Anne Hathaway and James Franco may not have had the sexual chemistry that some reviewers lusted for, but their playful kidding put me in mind of siblings who actually get along. And with her mother but not his featured in the opening moments, could they be?

• The acceptance speeches from winners who acted truly grateful: Natalie Portman tearing up as she thanked her parents, Colin Firth making merry about his ticky tummy and Christian Bale referencing his own profrane tirade as a gallant way of shifting the spotlight from Melissa Leo.

• Other lesser-known winners were stars for one brief moment: Best Live Action Short director Luke Metheny (“God of Love”) admitting he should have gotten a haircut; Art Direction champ Robert Stromberg ruing he had not lose 20 pounds; Best Cinematographer Wally Pfister (“Inception”) hushing the applause as it was taking up his time; and Best Song winner Randy Newman (“We Belong Together” from “Toy Story 3”) chiding the music branch for the arcane rules that limited the number of nominees to four.

• The scenic transitions that gave viewers a sense of movie magic. And the inclusion of noteworthy moments in Oscars history, beginning with Tom Hanks telling us that 1939’s “Gone With the Wind” was the first Best Picture champ to also claim both Art Direction and Cinematography. 

• The appearance by Billy Crystal to salute the all-time Oscar host Bob Hope. Instead of delivering a monologue, he reminisced about an Oscars moment with the comedian as the stage transformed into the Pantages Theater circa 1953.

• The classy presentation of the “In Memoriam” segment with Celine Dion singing “Smile,” a tune composed by movie icon Charlie Chaplin for “Modern Times” in 1936 to which lyrics were added in 1954 by John Turner and Geoffrey Parsons.
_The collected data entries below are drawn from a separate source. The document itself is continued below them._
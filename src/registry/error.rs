//! Registry error types

/// Error type for registry operations
#[derive(Debug, Clone, PartialEq, Eq)]
pub enum RegistryError {
    /// Another session already publishes this path
    PathAlreadyPublished(String),
    /// The path is published by a different session
    PublisherMismatch,
}

impl std::fmt::Display for RegistryError {
    fn fmt(&self, f: &mut std::fmt::Formatter<'_>) -> std::fmt::Result {
        match self {
            RegistryError::PathAlreadyPublished(path) => {
                write!(f, "Stream already has a publisher: {}", path)
            }
            RegistryError::PublisherMismatch => write!(f, "Publisher ID mismatch"),
        }
    }
}

impl std::error::Error for RegistryError {}
//! Session lifecycle phase
//!
//! Role flags (publishing, playing, idling, paused) live in
//! [`SharedState`](super::SharedState) because other sessions read them.

/// Session lifecycle state
#[derive(Debug, Clone, Copy, PartialEq, Eq)]
pub enum SessionPhase {
    /// Handshake in progress
    Handshaking,
    /// Handshake complete, waiting for connect command
    WaitingConnect,
    /// Connect command accepted
    Connected,
    /// Session stopped
    Closed,
}

impl SessionPhase {
    pub fn is_connected(&self) -> bool {
        *self == SessionPhase::Connected
    }

    pub fn is_closed(&self) -> bool {
        *self == SessionPhase::Closed
    }
}

impl Default for SessionPhase {
    fn default() -> Self {
        SessionPhase::Handshaking
    }
}
//! Media inspection for relayed streams
//!
//! The relay never transcodes. It only reads tag headers and sequence
//! headers to report codec details, and caches the current GOP for
//! late-joining players.

pub mod aac;
pub mod bits;
pub mod codec;
pub mod gop;
pub mod h264;
pub mod hevc;

pub use aac::{AacPacketType, AudioSpecificConfig};
pub use codec::{AudioTagHeader, VideoTagHeader};
pub use gop::GopCache;
pub use h264::{AvcConfig, AvcPacketType, Sps, VideoDescriptor};
pub use hevc::HevcConfig;
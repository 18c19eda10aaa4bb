//! rtmp-relay: RTMP relay server
//!
//! Terminates RTMP connections from publishers and players:
//! - Plain handshake, chunk stream reassembly and AMF0 commands
//! - Live fan-out from one publisher per path to any number of players
//! - Players that ask for a path before it is published wait and are
//!   started as soon as the publisher arrives
//! - GOP caching so late joiners start on a keyframe
//! - IP allow-lists for publish and play
//! - Transparent mirroring of remote peers to an ingest server
//!
//! # Example
//!
//! ```no_run
//! use rtmp_relay::{RelayServer, ServerConfig};
//!
//! #[tokio::main]
//! async fn main() -> Result<(), Box<dyn std::error::Error>> {
//!     let (server, mut events) = RelayServer::new(ServerConfig::default().pull_allow("*"));
//!     tokio::spawn(async move {
//!         while let Some(event) = events.recv().await {
//!             println!("{:?} {}", event.kind, event.stream.path);
//!         }
//!     });
//!     server.run().await?;
//!     Ok(())
//! }
//! ```

pub mod allow;
pub mod amf;
pub mod error;
pub mod events;
pub mod media;
pub mod protocol;
pub mod registry;
pub mod server;
pub mod session;
pub mod stats;

// Re-export main types for convenience
pub use allow::AllowType;
pub use error::{Error, Result};
pub use events::{EventKind, EventSender, RelayEvent};
pub use registry::Registry;
pub use server::config::ServerConfig;
pub use server::listener::RelayServer;
pub use session::{Session, StreamInfo};
pub use stats::ServerStats;
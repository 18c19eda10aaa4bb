//! RTMP chunk stream
//!
//! Messages are split into chunks of at most `chunk_size` payload bytes and
//! interleaved across chunk stream ids (csid). Each chunk starts with a basic
//! header (format + csid) followed by a message header whose size depends on
//! the format:
//!
//! ```text
//! fmt 0: timestamp(3) length(3) type(1) stream_id(4, little-endian)
//! fmt 1: delta(3)     length(3) type(1)
//! fmt 2: delta(3)
//! fmt 3: (nothing, everything inherited)
//! ```
//!
//! A 24-bit timestamp of 0xFFFFFF means a 4-byte extended timestamp follows.
//!
//! [`ChunkDecoder`] is resumable: it can be fed arbitrary slices and keeps
//! partial headers and payloads between calls. Each chunk stream id keeps its
//! last header so later formats can inherit the fields they omit.

use bytes::{Buf, BufMut, Bytes, BytesMut};
use std::collections::HashMap;

use crate::error::{ProtocolError, Result};
use crate::protocol::constants::*;

/// A complete RTMP message
#[derive(Debug, Clone, PartialEq)]
pub struct RtmpChunk {
    /// Chunk stream id the message travelled on
    pub csid: u32,
    /// Absolute timestamp (the accumulated clock on the receive side)
    pub timestamp: u32,
    pub message_type: u8,
    pub stream_id: u32,
    pub payload: Bytes,
}

impl RtmpChunk {
    pub fn new(csid: u32, message_type: u8, stream_id: u32, payload: Bytes) -> Self {
        Self {
            csid,
            timestamp: 0,
            message_type,
            stream_id,
            payload,
        }
    }

    pub fn with_timestamp(mut self, timestamp: u32) -> Self {
        self.timestamp = timestamp;
        self
    }
}

/// Last seen header for a chunk stream id
#[derive(Debug, Clone, Copy, Default, PartialEq, Eq)]
pub struct ChunkHeader {
    pub fmt: u8,
    pub csid: u32,
    /// Raw timestamp or delta field (0xFFFFFF when extended)
    pub timestamp: u32,
    pub length: u32,
    pub message_type: u8,
    pub stream_id: u32,
}

/// Per-csid reassembly state
#[derive(Debug, Default)]
struct ChunkPacket {
    header: ChunkHeader,
    clock: u32,
    payload: Vec<u8>,
    received: usize,
}

impl ChunkPacket {
    fn length(&self) -> usize {
        self.header.length as usize
    }

    /// Grow the buffer if this message does not fit. Never shrinks.
    fn reserve(&mut self) {
        let length = self.length();
        if self.payload.len() < length {
            self.payload = vec![0u8; length + PACKET_SLACK];
        }
    }
}

#[derive(Debug, Clone, Copy, PartialEq, Eq)]
enum ParseState {
    Init,
    BasicHeader,
    MessageHeader,
    ExtendedTimestamp,
    Payload,
}

/// Incremental chunk parser
#[derive(Debug)]
pub struct ChunkDecoder {
    state: ParseState,
    header: [u8; MAX_CHUNK_HEADER],
    header_len: usize,
    basic_len: usize,
    csid: u32,
    packets: HashMap<u32, ChunkPacket>,
    chunk_size: u32,
}

impl ChunkDecoder {
    pub fn new() -> Self {
        Self {
            state: ParseState::Init,
            header: [0u8; MAX_CHUNK_HEADER],
            header_len: 0,
            basic_len: 0,
            csid: 0,
            packets: HashMap::new(),
            chunk_size: DEFAULT_CHUNK_SIZE,
        }
    }

    pub fn chunk_size(&self) -> u32 {
        self.chunk_size
    }

    /// Apply a peer SetChunkSize
    pub fn set_chunk_size(&mut self, size: u32) -> Result<()> {
        let size = size & MAX_CHUNK_SIZE;
        if size == 0 {
            return Err(ProtocolError::InvalidChunkSize(size).into());
        }
        self.chunk_size = size;
        Ok(())
    }

    /// Drop a partially received message (Abort message)
    pub fn abort(&mut self, csid: u32) {
        if let Some(packet) = self.packets.get_mut(&csid) {
            packet.received = 0;
        }
    }

    /// Consume bytes from `buf` until one message completes.
    ///
    /// Returns `Ok(None)` once `buf` is exhausted without completing a
    /// message; partial state is kept for the next call. A message type
    /// above [`MSG_TYPE_MAX`] is a protocol error.
    pub fn decode<B: Buf>(&mut self, buf: &mut B) -> Result<Option<RtmpChunk>> {
        loop {
            match self.state {
                ParseState::Init => {
                    if !buf.has_remaining() {
                        return Ok(None);
                    }
                    let first = buf.get_u8();
                    self.header[0] = first;
                    self.header_len = 1;
                    self.basic_len = match first & 0x3F {
                        0 => 2,
                        1 => 3,
                        _ => 1,
                    };
                    self.state = ParseState::BasicHeader;
                }
                ParseState::BasicHeader => {
                    if !self.fill(buf, self.basic_len) {
                        return Ok(None);
                    }
                    self.csid = match self.basic_len {
                        2 => 64 + u32::from(self.header[1]),
                        3 => 64 + u32::from(self.header[1]) + (u32::from(self.header[2]) << 8),
                        _ => u32::from(self.header[0] & 0x3F),
                    };
                    self.state = ParseState::MessageHeader;
                }
                ParseState::MessageHeader => {
                    let fmt = self.header[0] >> 6;
                    let size = self.basic_len + MESSAGE_HEADER_SIZE[fmt as usize];
                    if !self.fill(buf, size) {
                        return Ok(None);
                    }
                    self.apply_message_header(fmt)?;
                    self.state = ParseState::ExtendedTimestamp;
                }
                ParseState::ExtendedTimestamp => {
                    let fmt = self.header[0] >> 6;
                    let mut size = self.basic_len + MESSAGE_HEADER_SIZE[fmt as usize];
                    let extended = self
                        .packets
                        .get(&self.csid)
                        .map_or(false, |p| p.header.timestamp == EXTENDED_TIMESTAMP);
                    if extended {
                        size += 4;
                    }
                    if !self.fill(buf, size) {
                        return Ok(None);
                    }

                    let header = self.header;
                    let packet = self.current_mut();
                    let timestamp = if extended {
                        let at = size - 4;
                        u32::from_be_bytes([header[at], header[at + 1], header[at + 2], header[at + 3]])
                    } else {
                        packet.header.timestamp
                    };

                    // Continuation chunks repeat the extended field but do
                    // not move the clock
                    if packet.received == 0 {
                        if fmt == CHUNK_FMT_0 {
                            packet.clock = timestamp;
                        } else {
                            packet.clock = packet.clock.wrapping_add(timestamp);
                        }
                        packet.reserve();
                    }
                    self.state = ParseState::Payload;
                }
                ParseState::Payload => {
                    let chunk_size = self.chunk_size as usize;
                    let packet = self.current_mut();
                    let length = packet.length();
                    let n = (chunk_size - packet.received % chunk_size)
                        .min(length - packet.received)
                        .min(buf.remaining());

                    if n == 0 && packet.received < length {
                        return Ok(None);
                    }
                    let start = packet.received;
                    buf.copy_to_slice(&mut packet.payload[start..start + n]);
                    packet.received += n;

                    if packet.received >= length {
                        packet.received = 0;
                        let message = RtmpChunk {
                            csid: packet.header.csid,
                            timestamp: packet.clock,
                            message_type: packet.header.message_type,
                            stream_id: packet.header.stream_id,
                            payload: Bytes::copy_from_slice(&packet.payload[..length]),
                        };
                        self.state = ParseState::Init;
                        return Ok(Some(message));
                    }
                    if packet.received % chunk_size == 0 {
                        self.state = ParseState::Init;
                    }
                }
            }
        }
    }

    /// Copy header bytes until `size` are buffered. True when complete.
    fn fill<B: Buf>(&mut self, buf: &mut B, size: usize) -> bool {
        let n = size.saturating_sub(self.header_len).min(buf.remaining());
        buf.copy_to_slice(&mut self.header[self.header_len..self.header_len + n]);
        self.header_len += n;
        self.header_len >= size
    }

    /// Overlay the fields present for `fmt` onto the csid's last header
    fn apply_message_header(&mut self, fmt: u8) -> Result<()> {
        let h = self.header;
        let at = self.basic_len;
        let csid = self.csid;
        let packet = self.packets.entry(csid).or_default();

        packet.header.fmt = fmt;
        packet.header.csid = csid;
        if fmt <= CHUNK_FMT_1 {
            // A new length mid-message abandons the partial payload
            packet.received = 0;
        }
        if fmt <= CHUNK_FMT_2 {
            packet.header.timestamp = read_u24(&h[at..]);
        }
        if fmt <= CHUNK_FMT_1 {
            packet.header.length = read_u24(&h[at + 3..]);
            packet.header.message_type = h[at + 6];
        }
        if fmt == CHUNK_FMT_0 {
            packet.header.stream_id = u32::from_le_bytes([h[at + 7], h[at + 8], h[at + 9], h[at + 10]]);
        }

        if packet.header.message_type > MSG_TYPE_MAX {
            return Err(ProtocolError::InvalidMessageType(packet.header.message_type).into());
        }
        Ok(())
    }

    fn current_mut(&mut self) -> &mut ChunkPacket {
        self.packets.entry(self.csid).or_default()
    }
}

impl Default for ChunkDecoder {
    fn default() -> Self {
        Self::new()
    }
}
• The pairing of presenters who are clearly pals like “Australia” co-stars Hugh Jackman and Nicole Kidman and “Sherlock Holmes” leading men Robert Downey, Jr. and Jude Law.

• Convincing a clearly-nervous Kathryn Bigelow to co-present the Best Director award that she won last year came as a stark reminder that the glass ceiling may only have been cracked.

• Several notable film personalities were missing from the “In Memoriam” photo montage: Betty Garrett from the golden age of MGM, leading man Peter Graves and 1980s child star Corey Haim.

• There was no production number to showcase the talents of Anne Hathaway. Sure she belted out a comic riff of “On My Own” directed at 2008 Oscars host Hugh Jackman, but why did he not jump on stage to join her in a lavish singing, dancing extravaganza.

• The winners who are usually behind the camera were so worried about making the most of their all-too-short of a time at the podium that they lacked spontaneity. Blame that on the show’s producers Don Mischer and Bruce Cohen who ran too tight a ship.

• The ill-advised idea to have Matthew McConaughey and Scarlett Johansson sound ridiculous while presenting the two tech awards.

• When Hathaway sang her song, she was clad in a stylized tuxedo. Since she wants to play Judy Garland on stage and film, she should have just worn a tux jacket, as Judy did in “Summer Stock,” and kicked up her gams.

• For Franco to come out dressed as Marilyn Monroe and interrupt Hathaway but then have no song to croak or comedy to play was a wasted moment.

Annette Bening, in full grande dame mode as an academy governor, introducing the montage of moments from last fall’s Governors Awards.

Kirk Douglas went on too long and appeared to ramble at more than one point and Melissa Leo made matters worse with her crass words of thanks.

•  Setting a recap of the 10 Best Picture nominees to the stirring final moments from frontrunner “The King’s Speech” was in bad taste. Why rob the other contenders of their singular moments in the spotlight?

• Having Steven Spielberg present Best Picture for the third time in eight years. While much was made of last year’s Best Director win by a woman, the fairer sex has been noticeably absent as of late from this final presentation of the evening. In 2006, “Reds” and “Somethings Gotta Give” co-stars Diane Keaton and Jack Nicholson reunited to announce the winner. And In 2004, Barbra Streisand joined her “Meet the Focker” mate Dustin Hoffman at the podium. Before that the last woman to grace the stage for the final award was two-time Oscar champ Elizabeth Taylor who was there in 1991 with “Cat on a Hot Tin Roof” co-star Paul Newman. The year before Streisand did the duty on her own. In the decades preceding, many women were entrusted with this singular honor, but none since. Two-time Best Actress champ and frequent Oscarcast host Jane Fonda would have been a great choice.